WEA African Delegation
Hence the Women's Earth Alliance was founded to give women around the world (with programs in Africa, India, and North America) access to the tools they need to rise up and carry us into the future alongside their male counterparts. We agreed that this was not about a shortage of resources, an issue of access. We designed a model with several key strategies at the core: empowerment of women building capacity, advocacy and policy support, and brokering of information/resources.
One of the reasons I tune into Channel WEA is because they are (in partnership with Indigenous Environmental Network) in the process of collectively developing a new agenda for protecting sacred land and culture, and are hosting The WEA Advocacy Training, November 4th-6th. They will convene leading practitioners, frontline activists, and emerging advocates for three days of intensive learning, alliance-building and action planning. The North America Program focuses on building a network of pro bono legal and policy advocates with Indigenous women leading environmental justice campaigns throughout the U.S.
Attorneys, policy advocates, green business leaders, and everyone else who is passionate about advocacy for indigenous environmental justice and human rights are invited to participate (including men). To learn more and apply, contact North America Program Director Caitlin Sislin, email@example.com.
Now lets tune into Channel Eco Amazons:
One of the hot topics that has been coming up in conversations with friends is the appreciation that we have for the opportunity to have decided what we want out of life, and then go about achieving it. (I thank my mother for letting me believe that).
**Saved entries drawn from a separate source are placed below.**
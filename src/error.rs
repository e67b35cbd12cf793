//! Library-wide error and result types.

use std::fmt;
use std::io;

/// Result alias used throughout pescore.
pub type Result<T> = std::result::Result<T, Error>;

/// All errors the library can produce.
///
/// Error messages are kept intentionally terse; callers that need richer
/// context should wrap `Error` in their own type.
#[derive(Debug)]
pub enum Error {
    /// A magic/signature field did not match the expected value.
    BadMagic,
    /// A format version is present in the data but not supported by this
    /// codec.
    UnsupportedVersion(String),
    /// The stream ended before all expected bytes could be read.
    UnexpectedEof,
    /// A null-terminated string had no null terminator within the buffer.
    UnterminatedName,
    /// An offset or size field would read outside the valid region.
    InvalidRange,
    /// A structural constraint was violated (message describes which one).
    Parse(&'static str),
    /// An underlying I/O operation failed.
    Io(io::Error),
    /// CRILAYLA or zlib payload decompression failed.
    Decompress(&'static str),
    /// A checksum (e.g. an FPK entry's MD5) did not match its payload.
    ChecksumMismatch,
    /// A packed path or filename was written more than once.
    DuplicateEntry,
}

impl fmt::Display for Error {
    fn fmt(&self, f: &mut fmt::Formatter<'_>) -> fmt::Result {
        match self {
            Error::BadMagic => write!(f, "bad magic value"),
            Error::UnsupportedVersion(v) => write!(f, "unsupported version: {v}"),
            Error::UnexpectedEof => write!(f, "unexpected end of file"),
            Error::UnterminatedName => write!(f, "unterminated string"),
            Error::InvalidRange => write!(f, "invalid offset or size"),
            Error::Parse(s) => write!(f, "parse error: {s}"),
            Error::Io(e) => write!(f, "I/O error: {e}"),
            Error::Decompress(s) => write!(f, "decompression failed: {s}"),
            Error::ChecksumMismatch => write!(f, "checksum mismatch"),
            Error::DuplicateEntry => write!(f, "duplicate packed entry"),
        }
    }
}

impl std::error::Error for Error {
    fn source(&self) -> Option<&(dyn std::error::Error + 'static)> {
        if let Error::Io(e) = self {
            Some(e)
        } else {
            None
        }
    }
}

impl From<io::Error> for Error {
    fn from(e: io::Error) -> Self {
        Error::Io(e)
    }
}
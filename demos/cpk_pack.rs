use std::env;
use std::fs;

use pescore::Result;
use pescore::cri::cpk::CpkBuilder;

/// Packs explicit files into a CPK archive.
///
/// Usage: `cpk_pack <out.cpk> <packed_path>=<local_file> ...`
fn main() -> Result<()> {
    let mut args = env::args().skip(1);
    let out_path = args
        .next()
        .expect("usage: cpk_pack <out.cpk> <packed_path>=<local_file> ...");

    let mut builder = CpkBuilder::new();
    for arg in args {
        let (packed_path, local_path) = arg
            .split_once('=')
            .expect("each entry must be <packed_path>=<local_file>");
        let data = fs::read(local_path)?;
        builder.add_file(packed_path, data, None)?;
    }

    fs::write(&out_path, builder.build()?)?;
    Ok(())
}
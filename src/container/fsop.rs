//! FSOP - a stream of named, XOR-obfuscated vertex/pixel shader pairs.
//!
//! ## Record layout
//! ```text
//! name_length:u8 | name_utf8 | 0x00 | vertex_len:u32le | vertex_bytes
//!                | pixel_len:u32le | pixel_bytes
//! ```
//! `name_length` counts the trailing NUL, so the name itself is
//! `name_length - 1` bytes. Records run back-to-back until EOF. Both
//! shader bodies are stored XOR-masked with the constant `0x9C`, which is
//! its own inverse.

use std::collections::BTreeMap;
use std::io::Read;

use crate::utils::{le_u32, u8 as read_u8, write_le_u32};
use crate::Result;

const MASK: u8 = 0x9C;

/// One named pair of compiled shader blobs, stored plaintext (unmasked).
#[derive(Debug, Clone, PartialEq, Eq)]
pub struct ShaderPair {
    pub vertex: Vec<u8>,
    pub pixel: Vec<u8>,
}

fn xor_mask(data: &[u8]) -> Vec<u8> {
    data.iter().map(|&b| b ^ MASK).collect()
}

/// Decode a stream of FSOP records into a name → shader-pair map.
pub fn decode(bytes: &[u8]) -> Result<BTreeMap<String, ShaderPair>> {
    let mut c = std::io::Cursor::new(bytes);
    let mut out = BTreeMap::new();
    loop {
        let name_length = match read_u8(&mut c) {
            Ok(b) => b,
            Err(_) => break,
        };
        // name_length counts the trailing NUL, so the name itself is one byte shorter.
        let name_span = (name_length as usize)
            .checked_sub(1)
            .ok_or(crate::Error::Parse("FSOP record name_length is zero"))?;
        let mut name_bytes = vec![0u8; name_span];
        c.read_exact(&mut name_bytes)?;
        let terminator = read_u8(&mut c)?;
        if terminator != 0 {
            return Err(crate::Error::Parse("FSOP record name is not NUL-terminated"));
        }
        let name = String::from_utf8_lossy(&name_bytes).into_owned();

        let vertex_len = le_u32(&mut c)? as usize;
        let mut vertex = vec![0u8; vertex_len];
        c.read_exact(&mut vertex)?;

        let pixel_len = le_u32(&mut c)? as usize;
        let mut pixel = vec![0u8; pixel_len];
        c.read_exact(&mut pixel)?;

        out.insert(
            name,
            ShaderPair {
                vertex: xor_mask(&vertex),
                pixel: xor_mask(&pixel),
            },
        );
    }
    Ok(out)
}

/// Encode a name → shader-pair map into an FSOP stream, in filename sort
/// order.
pub fn encode(entries: &BTreeMap<String, ShaderPair>) -> Result<Vec<u8>> {
    let mut names: Vec<&String> = entries.keys().collect();
    names.sort_by(|a, b| a.as_bytes().cmp(b.as_bytes()));

    let mut out = Vec::new();
    for name in names {
        let pair = &entries[name];
        let name_bytes = name.as_bytes();
        out.push(name_bytes.len() as u8 + 1); // +1 for the trailing NUL
        out.extend_from_slice(name_bytes);
        out.push(0);

        let vertex = xor_mask(&pair.vertex);
        write_le_u32(&mut out, vertex.len() as u32)?;
        out.extend_from_slice(&vertex);

        let pixel = xor_mask(&pair.pixel);
        write_le_u32(&mut out, pixel.len() as u32)?;
        out.extend_from_slice(&pixel);
    }
    Ok(out)
}

#[cfg(test)]
mod tests {
    use super::*;

    #[test]
    fn xor_mask_is_its_own_inverse() {
        let data = [0x01u8, 0x02, 0x03];
        assert_eq!(xor_mask(&xor_mask(&data)), data);
    }

    #[test]
    fn round_trips_multiple_pairs_sorted_by_name() {
        let mut entries = BTreeMap::new();
        entries.insert(
            "tree.vsh".to_string(),
            ShaderPair {
                vertex: b"vertex code a".to_vec(),
                pixel: b"pixel code a".to_vec(),
            },
        );
        entries.insert(
            "ball.vsh".to_string(),
            ShaderPair {
                vertex: b"vertex code b".to_vec(),
                pixel: b"pixel code b".to_vec(),
            },
        );

        let encoded = encode(&entries).unwrap();
        let decoded = decode(&encoded).unwrap();
        assert_eq!(decoded, entries);
    }

    #[test]
    fn name_length_byte_counts_the_trailing_nul() {
        let mut entries = BTreeMap::new();
        entries.insert(
            "ab".to_string(),
            ShaderPair {
                vertex: Vec::new(),
                pixel: Vec::new(),
            },
        );
        let encoded = encode(&entries).unwrap();
        assert_eq!(encoded[0], 3); // "ab" (2 bytes) + NUL
    }

    #[test]
    fn round_trips_when_vertex_length_low_byte_is_nonzero() {
        // A vertex body whose length's low byte isn't 0 would, under the
        // old off-by-one framing, get misread as the name's NUL terminator.
        let mut entries = BTreeMap::new();
        entries.insert(
            "big.vsh".to_string(),
            ShaderPair {
                vertex: vec![0x42u8; 300],
                pixel: vec![0x24u8; 10],
            },
        );
        let encoded = encode(&entries).unwrap();
        let decoded = decode(&encoded).unwrap();
        assert_eq!(decoded, entries);
    }

    #[test]
    fn on_disk_bodies_are_masked_not_plaintext() {
        let mut entries = BTreeMap::new();
        entries.insert(
            "a".to_string(),
            ShaderPair {
                vertex: b"hello".to_vec(),
                pixel: Vec::new(),
            },
        );
        let encoded = encode(&entries).unwrap();
        assert!(!encoded.windows(5).any(|w| w == b"hello"));
    }

    #[test]
    fn handles_empty_stream() {
        assert!(decode(&[]).unwrap().is_empty());
    }
}
use std::env;
use std::fs;

use pescore::Result;
use pescore::container::framed_zlib;

/// Unwraps a framed zlib buffer, passing it through unchanged if it was
/// never framed.
///
/// Usage: `zlib_decompress <in> <out>`
fn main() -> Result<()> {
    let mut args = env::args().skip(1);
    let in_path = args.next().expect("usage: zlib_decompress <in> <out>");
    let out_path = args.next().expect("usage: zlib_decompress <in> <out>");

    let data = fs::read(in_path)?;
    fs::write(out_path, framed_zlib::try_decompress(&data)?)?;
    Ok(())
}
I was pleasantly surprised by the wide range of women featured in Eco Amazons, a new book by journalist Dorka Keehn with images by photographer Colin Finlay. Eco Amazons tells the stories of 20 American women who have developed innovative solutions for protecting the planet. Even more interesting is how she chronicles leading environmental issues of our time through personal stories about passion, and how passion leads to action. The book chronicles familiar faces such as Majora Carter, who developed one of the nation's first green jobs training programs; and Janine Benyus who founded the Biomimicry Guild; to lesser known eco-champions such as Julia Bonds -- a coal miner's daughter and the director of Coal River Mountain Watch in the Appalachian Mountains who is fighting the highly destructive mining practice known as "mountaintop removal"; and Sarah James -- an elder from the Alaskan arctic educating about climate change.
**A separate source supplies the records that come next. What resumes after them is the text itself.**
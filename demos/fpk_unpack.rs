use std::env;
use std::fs;
use std::path::Path;

use pescore::Result;
use pescore::container::fpk;

/// Extracts every entry of an FPK archive to a directory.
///
/// Usage: `fpk_unpack <in.fpk> <dest_dir>`
fn main() -> Result<()> {
    let mut args = env::args().skip(1);
    let fpk_path = args.next().expect("usage: fpk_unpack <in.fpk> <dest_dir>");
    let dest_dir = args.next().expect("usage: fpk_unpack <in.fpk> <dest_dir>");

    let bytes = fs::read(fpk_path)?;
    let (_kind, entries) = fpk::decode(&bytes)?;

    fs::create_dir_all(&dest_dir)?;
    for (name, data) in entries {
        fs::write(Path::new(&dest_dir).join(name), data)?;
    }
    Ok(())
}
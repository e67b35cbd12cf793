use std::collections::BTreeMap;
use std::env;
use std::fs;

use pescore::Result;
use pescore::container::fpk::{self, FpkKind};

/// Packs explicit files into an FPK archive.
///
/// Usage: `fpk_pack <out.fpk> <name>=<local_file> ...`
fn main() -> Result<()> {
    let mut args = env::args().skip(1);
    let out_path = args
        .next()
        .expect("usage: fpk_pack <out.fpk> <name>=<local_file> ...");

    let mut entries = BTreeMap::new();
    for arg in args {
        let (name, local_path) = arg
            .split_once('=')
            .expect("each entry must be <name>=<local_file>");
        entries.insert(name.to_string(), fs::read(local_path)?);
    }

    let kind = if out_path.ends_with(".fpkd") {
        FpkKind::Fpkd
    } else {
        FpkKind::Fpk
    };
    fs::write(&out_path, fpk::encode(kind, &entries)?)?;
    Ok(())
}
//! Framed zlib - a 16-byte "WESYS/ESYS" envelope around a raw zlib stream.
//!
//! ## Layout
//! ```text
//! [0x00] 00 10 01                 (3 bytes, constant)
//! [0x03] "WESYS"                  (5 bytes)
//! [0x08] CompressedSize           (u32 LE)
//! [0x0C] UncompressedSize         (u32 LE)
//! [0x10] zlib stream (CompressedSize bytes)
//! ```
//!
//! Detection only looks at bytes `4..8` (`"ESYS"`), which lets a frame be
//! recognized even if the leading `00 10 01` constant ever changes.

use std::io::{Read, Write};

use flate2::Compression;
use flate2::read::ZlibDecoder;
use flate2::write::ZlibEncoder;

use crate::utils::{le_u32, write_le_u32};
use crate::{Error, Result};

const HEADER_LEN: usize = 16;
const ESYS: &[u8; 4] = b"ESYS";

/// Whether `data` begins with a recognizable frame header.
pub fn is_framed(data: &[u8]) -> bool {
    data.len() >= HEADER_LEN && &data[4..8] == ESYS
}

/// Zlib-compress `data` and unconditionally wrap it in a frame header.
pub fn compress(data: &[u8]) -> Vec<u8> {
    let mut encoder = ZlibEncoder::new(Vec::new(), Compression::best());
    encoder
        .write_all(data)
        .expect("writing to an in-memory encoder cannot fail");
    let payload = encoder.finish().expect("in-memory zlib finish");

    let mut out = Vec::with_capacity(HEADER_LEN + payload.len());
    out.extend_from_slice(&[0x00, 0x10, 0x01]);
    out.extend_from_slice(b"WESYS");
    write_le_u32(&mut out, payload.len() as u32).unwrap();
    write_le_u32(&mut out, data.len() as u32).unwrap();
    out.extend_from_slice(&payload);
    out
}

/// Like [`compress`], but only frames when doing so is smaller than `data`
/// itself; otherwise returns `data` unchanged.
pub fn try_compress(data: &[u8]) -> Vec<u8> {
    let framed = compress(data);
    if framed.len() < data.len() {
        framed
    } else {
        data.to_vec()
    }
}

/// Unwrap and zlib-decompress a framed buffer.
///
/// Returns [`Error::BadMagic`] if `data` is not recognized as a frame.
pub fn decompress(data: &[u8]) -> Result<Vec<u8>> {
    if !is_framed(data) {
        return Err(Error::BadMagic);
    }
    let mut cursor = std::io::Cursor::new(&data[8..]);
    let compressed_size = le_u32(&mut cursor)? as usize;
    let uncompressed_size = le_u32(&mut cursor)? as usize;

    let body_start = HEADER_LEN;
    let body_end = body_start
        .checked_add(compressed_size)
        .ok_or(Error::InvalidRange)?;
    let body = data.get(body_start..body_end).ok_or(Error::UnexpectedEof)?;

    let mut decoder = ZlibDecoder::new(body);
    let mut out = Vec::with_capacity(uncompressed_size);
    decoder
        .read_to_end(&mut out)
        .map_err(|_| Error::Decompress("zlib stream corrupt"))?;

    if out.len() != uncompressed_size {
        return Err(Error::Decompress("uncompressed_size mismatch"));
    }
    Ok(out)
}

/// Like [`decompress`], but passes `data` through unchanged when it is not
/// a recognized frame instead of failing.
pub fn try_decompress(data: &[u8]) -> Result<Vec<u8>> {
    if is_framed(data) {
        decompress(data)
    } else {
        Ok(data.to_vec())
    }
}

#[cfg(test)]
mod tests {
    use super::*;

    #[test]
    fn decodes_fixed_scenario() {
        // Framed "ABCDE".
        let input = [
            0x00, 0x10, 0x01, 0x57, 0x45, 0x53, 0x59, 0x53, 0x0B, 0x00, 0x00, 0x00, 0x05, 0x00,
            0x00, 0x00, 0x78, 0x9C, 0x4B, 0x4C, 0x4A, 0x4E, 0x61, 0x00, 0x00, 0x00, 0xFE, 0x00,
            0xFF,
        ];
        let out = decompress(&input).unwrap();
        assert_eq!(out, b"ABCDE");
    }

    #[test]
    fn round_trips_arbitrary_buffers() {
        for data in [&b""[..], b"hello\n", &[0u8; 4096], b"aaaaaaaaaaaaaaaaaaaaaaaaaaaaaaa"] {
            let framed = compress(data);
            assert!(is_framed(&framed));
            assert_eq!(decompress(&framed).unwrap(), data);
        }
    }

    #[test]
    fn try_round_trip_regardless_of_framing_decision() {
        for data in [&b""[..], b"x", &vec![0x41u8; 1 << 20][..]] {
            let framed = try_compress(data);
            assert_eq!(try_decompress(&framed).unwrap(), data);
        }
    }

    #[test]
    fn decompress_rejects_unframed_input() {
        assert!(decompress(b"not a frame at all!!").is_err());
    }

    #[test]
    fn try_decompress_passes_through_unframed_input() {
        let data = b"plain bytes";
        assert_eq!(try_decompress(data).unwrap(), data);
    }
}
//! FPK - a flat "fox package" archive keyed by the MD5 of each entry's
//! filename.
//!
//! ## Layout
//! ```text
//! "foxfpk" | kind:u8 | "win" | file_size:u32 | pad[18] | unk1:u32=2
//!          | file_count:u32 | reference_count:u32=0 | unk2:u32=0
//! entry[file_count] (48 bytes each):
//!   content_offset:u64 | content_length:u64 | filename_offset:u64
//!   | filename_length:u64 | md5:16
//! filenames, NUL-separated, the whole pool padded to 16 bytes
//! contents, each individually padded to 16 bytes
//! ```
//!
//! `kind` distinguishes the `.fpk`/`.fpkd` variants; it otherwise has no
//! effect on layout.

use std::collections::BTreeMap;
use std::io::{Read, Seek, SeekFrom};

use md5::{Digest, Md5};

use crate::utils::{
    bytesa, bytesv, le_u32, le_u64, pad_to, u8 as read_u8, write_le_u32, write_le_u64,
};
use crate::{Error, Result};

const HEADER_LEN: usize = 48;
const ENTRY_LEN: usize = 48;
const PAD: usize = 16;

/// `kind` byte distinguishing `.fpk` from `.fpkd`.
#[derive(Debug, Clone, Copy, PartialEq, Eq)]
pub enum FpkKind {
    Fpk,
    Fpkd,
}

impl FpkKind {
    fn byte(self) -> u8 {
        match self {
            FpkKind::Fpk => 0x00,
            FpkKind::Fpkd => b'd',
        }
    }

    fn from_byte(b: u8) -> Self {
        if b == b'd' { FpkKind::Fpkd } else { FpkKind::Fpk }
    }
}

fn md5_of(filename: &str) -> [u8; 16] {
    let mut hasher = Md5::new();
    hasher.update(filename.as_bytes());
    hasher.finalize().into()
}

/// Decode an FPK archive into a name → content map.
pub fn decode(bytes: &[u8]) -> Result<(FpkKind, BTreeMap<String, Vec<u8>>)> {
    if bytes.len() < HEADER_LEN {
        return Err(Error::UnexpectedEof);
    }
    let mut c = std::io::Cursor::new(bytes);
    let magic: [u8; 6] = bytesa(&mut c)?;
    if &magic != b"foxfpk" {
        return Err(Error::BadMagic);
    }
    let kind = FpkKind::from_byte(read_u8(&mut c)?);
    let os_tag: [u8; 3] = bytesa(&mut c)?;
    if &os_tag != b"win" {
        return Err(Error::BadMagic);
    }
    let file_size = le_u32(&mut c)?;
    if file_size as usize != bytes.len() {
        return Err(Error::Parse("FPK file_size does not match buffer length"));
    }
    let _pad: [u8; 18] = bytesa(&mut c)?;
    let _unk1 = le_u32(&mut c)?;
    let file_count = le_u32(&mut c)? as usize;
    let _reference_count = le_u32(&mut c)?;
    let _unk2 = le_u32(&mut c)?;

    let mut entries = Vec::with_capacity(file_count);
    for _ in 0..file_count {
        let content_offset = le_u64(&mut c)? as usize;
        let content_length = le_u64(&mut c)? as usize;
        let filename_offset = le_u64(&mut c)? as usize;
        let filename_length = le_u64(&mut c)? as usize;
        let md5: [u8; 16] = bytesa(&mut c)?;
        entries.push((content_offset, content_length, filename_offset, filename_length, md5));
    }

    let mut result = BTreeMap::new();
    let mut seen_names = std::collections::BTreeSet::new();
    for (content_offset, content_length, filename_offset, filename_length, md5) in entries {
        let name_bytes = bytes
            .get(filename_offset..filename_offset + filename_length)
            .ok_or(Error::InvalidRange)?;
        let name = String::from_utf8_lossy(name_bytes).into_owned();
        if !seen_names.insert(name.clone()) {
            return Err(Error::Parse("FPK archive has a duplicate filename"));
        }
        if md5_of(&name) != md5 {
            return Err(Error::ChecksumMismatch);
        }
        let content = bytes
            .get(content_offset..content_offset + content_length)
            .ok_or(Error::InvalidRange)?
            .to_vec();
        result.insert(name, content);
    }

    Ok((kind, result))
}

/// Encode a name → content map into an FPK archive, sorted by filename
/// (byte-lexicographic).
pub fn encode(kind: FpkKind, entries: &BTreeMap<String, Vec<u8>>) -> Result<Vec<u8>> {
    let mut names: Vec<&String> = entries.keys().collect();
    names.sort_by(|a, b| a.as_bytes().cmp(b.as_bytes()));

    let file_count = names.len();
    let entry_table_len = file_count * ENTRY_LEN;

    let mut filename_pool = Vec::new();
    let mut filename_spans = Vec::with_capacity(file_count);
    for (i, name) in names.iter().enumerate() {
        let offset = HEADER_LEN + entry_table_len + filename_pool.len();
        filename_pool.extend_from_slice(name.as_bytes());
        if i + 1 < file_count {
            filename_pool.push(0);
        }
        filename_spans.push((offset, name.len()));
    }
    pad_to(&mut filename_pool, PAD);

    let content_start = HEADER_LEN + entry_table_len + filename_pool.len();
    let mut content_pool = Vec::new();
    let mut content_spans = Vec::with_capacity(file_count);
    for name in &names {
        let data = &entries[*name];
        let offset = content_start + content_pool.len();
        content_pool.extend_from_slice(data);
        pad_to(&mut content_pool, PAD);
        content_spans.push((offset, data.len()));
    }

    let file_size = content_start + content_pool.len();

    let mut out = Vec::with_capacity(file_size);
    out.extend_from_slice(b"foxfpk");
    out.push(kind.byte());
    out.extend_from_slice(b"win");
    write_le_u32(&mut out, file_size as u32)?;
    out.extend_from_slice(&[0u8; 18]);
    write_le_u32(&mut out, 2)?; // unk1
    write_le_u32(&mut out, file_count as u32)?;
    write_le_u32(&mut out, 0)?; // reference_count
    write_le_u32(&mut out, 0)?; // unk2

    for (i, name) in names.iter().enumerate() {
        let (content_offset, content_length) = content_spans[i];
        let (filename_offset, filename_length) = filename_spans[i];
        write_le_u64(&mut out, content_offset as u64)?;
        write_le_u64(&mut out, content_length as u64)?;
        write_le_u64(&mut out, filename_offset as u64)?;
        write_le_u64(&mut out, filename_length as u64)?;
        out.extend_from_slice(&md5_of(name));
    }

    out.extend_from_slice(&filename_pool);
    out.extend_from_slice(&content_pool);
    Ok(out)
}

/// Streaming reader over an FPK archive's header and entry table, without
/// loading every content blob up front.
pub struct FpkReader<R> {
    inner: R,
    pub kind: FpkKind,
    pub names: Vec<String>,
    spans: BTreeMap<String, (usize, usize)>,
}

impl<R: Read + Seek> FpkReader<R> {
    /// Read and validate the header and entry table, but not the contents.
    pub fn new(mut inner: R) -> Result<Self> {
        inner.seek(SeekFrom::Start(0))?;
        let mut magic = [0u8; 6];
        inner.read_exact(&mut magic)?;
        if &magic != b"foxfpk" {
            return Err(Error::BadMagic);
        }
        let kind = FpkKind::from_byte(read_u8(&mut inner)?);
        let mut os_tag = [0u8; 3];
        inner.read_exact(&mut os_tag)?;
        if &os_tag != b"win" {
            return Err(Error::BadMagic);
        }
        let _file_size = le_u32(&mut inner)?;
        let mut pad = [0u8; 18];
        inner.read_exact(&mut pad)?;
        let _unk1 = le_u32(&mut inner)?;
        let file_count = le_u32(&mut inner)? as usize;
        let _reference_count = le_u32(&mut inner)?;
        let _unk2 = le_u32(&mut inner)?;

        let mut raw_entries = Vec::with_capacity(file_count);
        for _ in 0..file_count {
            let content_offset = le_u64(&mut inner)? as usize;
            let content_length = le_u64(&mut inner)? as usize;
            let filename_offset = le_u64(&mut inner)? as usize;
            let filename_length = le_u64(&mut inner)? as usize;
            let md5: [u8; 16] = bytesa(&mut inner)?;
            raw_entries.push((content_offset, content_length, filename_offset, filename_length, md5));
        }

        let mut names = Vec::with_capacity(file_count);
        let mut spans = BTreeMap::new();
        for (content_offset, content_length, filename_offset, filename_length, md5) in raw_entries {
            inner.seek(SeekFrom::Start(filename_offset as u64))?;
            let name_bytes = bytesv(&mut inner, filename_length)?;
            let name = String::from_utf8_lossy(&name_bytes).into_owned();
            if md5_of(&name) != md5 {
                return Err(Error::ChecksumMismatch);
            }
            if spans.insert(name.clone(), (content_offset, content_length)).is_some() {
                return Err(Error::Parse("FPK archive has a duplicate filename"));
            }
            names.push(name);
        }

        Ok(Self { inner, kind, names, spans })
    }

    /// Read one entry's content by name.
    pub fn read(&mut self, name: &str) -> Result<Vec<u8>> {
        let &(offset, length) = self
            .spans
            .get(name)
            .ok_or_else(|| Error::Parse("no such FPK entry"))?;
        self.inner.seek(SeekFrom::Start(offset as u64))?;
        bytesv(&mut self.inner, length)
    }
}

#[cfg(test)]
mod tests {
    use super::*;

    #[test]
    fn md5_matches_fixed_scenario() {
        assert_eq!(hex(&md5_of("x")), "fbade9e36a3f36d3d676c1b808451dd7");
    }

    fn hex(bytes: &[u8]) -> String {
        bytes.iter().map(|b| format!("{b:02x}")).collect()
    }

    #[test]
    fn single_entry_content_offset_matches_fixed_scenario() {
        let mut entries = BTreeMap::new();
        entries.insert("x".to_string(), b"y".to_vec());
        let encoded = encode(FpkKind::Fpk, &entries).unwrap();

        // header(48) + entry(48) + filename pool ("x\0" padded to 16) = 112.
        let content_offset = le_u64(&mut std::io::Cursor::new(&encoded[48..56])).unwrap();
        assert_eq!(content_offset, 112);
        assert_eq!(&encoded[112..113], b"y");
        assert_eq!(
            hex(&md5_of("x")),
            "fbade9e36a3f36d3d676c1b808451dd7"
        );
    }

    #[test]
    fn round_trips_multiple_entries_sorted_by_name() {
        let mut entries = BTreeMap::new();
        entries.insert("b.txt".to_string(), b"second".to_vec());
        entries.insert("a.txt".to_string(), b"first file contents".to_vec());
        let encoded = encode(FpkKind::Fpkd, &entries).unwrap();
        let (kind, decoded) = decode(&encoded).unwrap();
        assert_eq!(kind, FpkKind::Fpkd);
        assert_eq!(decoded, entries);
    }

    #[test]
    fn rejects_tampered_md5() {
        let mut entries = BTreeMap::new();
        entries.insert("a".to_string(), b"1".to_vec());
        let mut encoded = encode(FpkKind::Fpk, &entries).unwrap();
        let md5_offset = 48 + 32; // entry's md5 field starts at byte 32 of the entry.
        encoded[md5_offset] ^= 0xFF;
        assert!(matches!(decode(&encoded), Err(Error::ChecksumMismatch)));
    }

    #[test]
    fn streaming_reader_matches_bulk_decode() {
        let mut entries = BTreeMap::new();
        entries.insert("shader.vsh".to_string(), vec![7u8; 40]);
        let encoded = encode(FpkKind::Fpk, &entries).unwrap();
        let mut reader = FpkReader::new(std::io::Cursor::new(encoded)).unwrap();
        assert_eq!(reader.names, vec!["shader.vsh".to_string()]);
        assert_eq!(reader.read("shader.vsh").unwrap(), vec![7u8; 40]);
    }
}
I want to give this book to everyone (big and small) who needs a good bedtime story; thereby creating a new world order of fairytale characters, where the fairy godmothers of the planet are revered. I found hope in these pages; along with inspiration, and a deep appreciation that these women dedicated parts of their lives to the task of thriving and not just surviving.
What channel do you tune into for hope and inspiration?